═════ SOURCE MATERIAL ═════

use std::{env, fmt::Display, str::FromStr};

/// Runtime configuration, loaded once at startup from the environment.
#[derive(Debug, Clone)]
pub struct Config {
    /// Address the HTTP listener binds to.
    pub bind_addr: String,

    /// Path of the SQLite database file.
    pub database_path: String,

    /// Secret used to sign and verify bearer tokens.
    pub jwt_secret: String,

    /// Token lifetime in minutes.
    pub token_ttl_minutes: i64,
}

impl Config {
    pub fn load() -> Self {
        let jwt_secret = match env::var("CALCBOARD_JWT_SECRET") {
            Ok(secret) if !secret.is_empty() => secret,
            _ => {
                log::warn!(
                    "CALCBOARD_JWT_SECRET not set, using an insecure development secret"
                );
                "insecure-dev-secret".to_string()
            }
        };

        Self {
            bind_addr: try_load("CALCBOARD_BIND_ADDR", "127.0.0.1:3000"),
            database_path: try_load("CALCBOARD_DB_PATH", "database/calcboard.db"),
            jwt_secret,
            token_ttl_minutes: try_load("CALCBOARD_TOKEN_TTL_MINUTES", "30"),
        }
    }
}

fn try_load<T: FromStr>(key: &str, default: &str) -> T
where
    T::Err: Display,
{
    env::var(key)
        .unwrap_or_else(|_| {
            log::info!("{} not set, using default: {}", key, default);
            default.to_string()
        })
        .parse()
        .map_err(|e| {
            log::warn!("Invalid {} value: {}", key, e);
        })
        .expect("Environment misconfigured!")
}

═════

• [PROBLEM REQUIREMENTS]: Give again, exactly as written, the lines running from the first line of the data above through the line that contains "SQLite database file.".

• [YOUR RESPONSE]:
use std::{env, fmt::Display, str::FromStr};

/// Runtime configuration, loaded once at startup from the environment.
#[derive(Debug, Clone)]
pub struct Config {
    /// Address the HTTP listener binds to.
    pub bind_addr: String,

    /// Path of the SQLite database file.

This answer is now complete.